HOW TO COMPLETE THIS TASK:
Your answer should consist of each line from the data below that contains "RowIdentityIndex".

** DATA FOR ANALYSIS follows **

//! FILENAME: engine/src/lib.rs
//! PURPOSE: Shared row model and the stateless stages of the row data pipeline.
//! CONTEXT: Every stage is a pure function of its inputs. The stateful table
//! (`table-engine`) and the pivot producer (`pivot-engine`) compose them.

pub mod aggregate;
pub mod column;
pub mod error;
pub mod filter;
pub mod group;
pub mod identity;
pub mod logging;
pub mod pagination;
pub mod row;
pub mod sort;
pub mod tree;
pub mod value;

// Re-export commonly used types at the crate root
pub use aggregate::AggregateAccumulator;
pub use column::{find_column, CellRenderer, Column, ColumnAggregation, ColumnType, ValueComparator};
pub use error::EngineError;
pub use filter::{
    cell_text, filter_rows, markup_text, strip_markup, tree_visibility, CompiledFilter, FilterMode,
    FilterSpec, RowMatcher,
};
pub use group::{compute_aggregates, group_key, group_rows, ColumnAggregate, GroupResult, NULL_GROUP_KEY};
pub use identity::{resolve_path, resolve_path_mut, RowIdentityIndex, RowPath};
pub use pagination::{paginate, PageWindow, DEFAULT_PAGE_SIZE};
pub use row::{Row, RowId, ROW_ID_KEY};
pub use sort::{
    compare_default, compare_values, natural_cmp, resolve_sort_column, sort_owned_rows, sort_rows,
    SortDirection, SortSpec,
};
pub use tree::{
    flatten_tree, ChildLoadTicket, ExpandAction, FlattenParams, LoadOutcome, NodeState, TreeNodeView,
    TreeOptions, TreeState,
};
pub use value::{format_number, RowValue};

#[cfg(test)]
mod tests {
    use super::*;
    use serde_json::json;

    fn scores() -> (Vec<Row>, Vec<Column>) {
        let mut rows = Row::list_from_json(json!([
            { "id": 1, "name": "Anna", "score": 70 },
            { "id": 2, "name": "Ben", "score": 95 },
            { "id": 3, "name": "Cara", "score": 95 }
        ]));
        RowIdentityIndex::new().reindex(&mut rows, "children");
        let columns = vec![Column::number("id"), Column::new("name"), Column::number("score")];
        (rows, columns)
    }

    fn ids(rows: &[&Row]) -> Vec<f64> {
        rows.iter().filter_map(|r| r.get("id").to_number()).collect()
    }

    #[test]
    fn filter_sort_paginate_chain() {
        let (rows, columns) = scores();
        let refs: Vec<&Row> = rows.iter().collect();

        let filter = CompiledFilter::compile(&FilterSpec::plain(""));
        let mut visible = filter_rows(&refs, &columns, &filter);

        let score = resolve_sort_column(&columns, Some(&SortSpec::desc("score"))).unwrap();
        sort_rows(&mut visible, score, SortDirection::Desc);
        assert_eq!(ids(&visible), vec![2.0, 3.0, 1.0]);

        let by_id = find_column(&columns, "id").unwrap();
        sort_rows(&mut visible, by_id, SortDirection::Asc);
        let (page_one, window) = paginate(visible.clone(), 1, Some(2));
        let (page_two, _) = paginate(visible, 2, Some(2));
        assert_eq!(window.total_pages, 2);
        assert_eq!(ids(&page_one), vec![1.0, 2.0]);
        assert_eq!(ids(&page_two), vec![3.0]);
    }

    #[test]
    fn reversing_direction_twice_restores_order() {
        let (rows, columns) = scores();
        let mut refs: Vec<&Row> = rows.iter().collect();
        let name = find_column(&columns, "name").unwrap();

        sort_rows(&mut refs, name, SortDirection::Asc);
        let first = ids(&refs);
        sort_rows(&mut refs, name, SortDirection::Desc);
        sort_rows(&mut refs, name, SortDirection::Asc);
        assert_eq!(ids(&refs), first);
    }
}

** End of DATA FOR ANALYSIS **

YOUR SOLUTION:
pub use identity::{resolve_path, resolve_path_mut, RowIdentityIndex, RowPath};
        RowIdentityIndex::new().reindex(&mut rows, "children");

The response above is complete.